====== Records to use
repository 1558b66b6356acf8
pub mod environment;
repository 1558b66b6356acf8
use crate::models::user::User;
use crate::utils::errors::AppError;
use sqlx::PgPool;
use uuid::Uuid;

pub struct UserRepository {
    pool: PgPool,
}

impl UserRepository {
    pub fn new(pool: PgPool) -> Self {
        Self { pool }
    }

    pub async fn create(&self, user: &User) -> Result<User, AppError> {
        let result = sqlx::query_as::<_, User>(
            r#"
            INSERT INTO users (id, email, name, password, dni, role, created_at, updated_at)
            VALUES ($1, $2, $3, $4, $5, $6, $7, $8)
            RETURNING *
            "#,
        )
        .bind(user.id)
        .bind(&user.email)
        .bind(&user.name)
        .bind(&user.password)
        .bind(&user.dni)
        .bind(user.role)
        .bind(user.created_at)
        .bind(user.updated_at)
        .fetch_one(&self.pool)
        .await?;

        Ok(result)
    }

    pub async fn find_by_id(&self, id: Uuid) -> Result<Option<User>, AppError> {
        let result = sqlx::query_as::<_, User>("SELECT * FROM users WHERE id = $1")
            .bind(id)
            .fetch_optional(&self.pool)
            .await?;

        Ok(result)
    }

    pub async fn find_by_email(&self, email: &str) -> Result<Option<User>, AppError> {
        let result = sqlx::query_as::<_, User>("SELECT * FROM users WHERE email = $1")
            .bind(email)
            .fetch_optional(&self.pool)
            .await?;

        Ok(result)
    }
}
============
◆ Requirement:
In the records, locate each line holding the string "AppError" and copy it.

◆ Response to this task:
use crate::utils::errors::AppError;
    pub async fn create(&self, user: &User) -> Result<User, AppError> {
    pub async fn find_by_id(&self, id: Uuid) -> Result<Option<User>, AppError> {
    pub async fn find_by_email(&self, email: &str) -> Result<Option<User>, AppError> {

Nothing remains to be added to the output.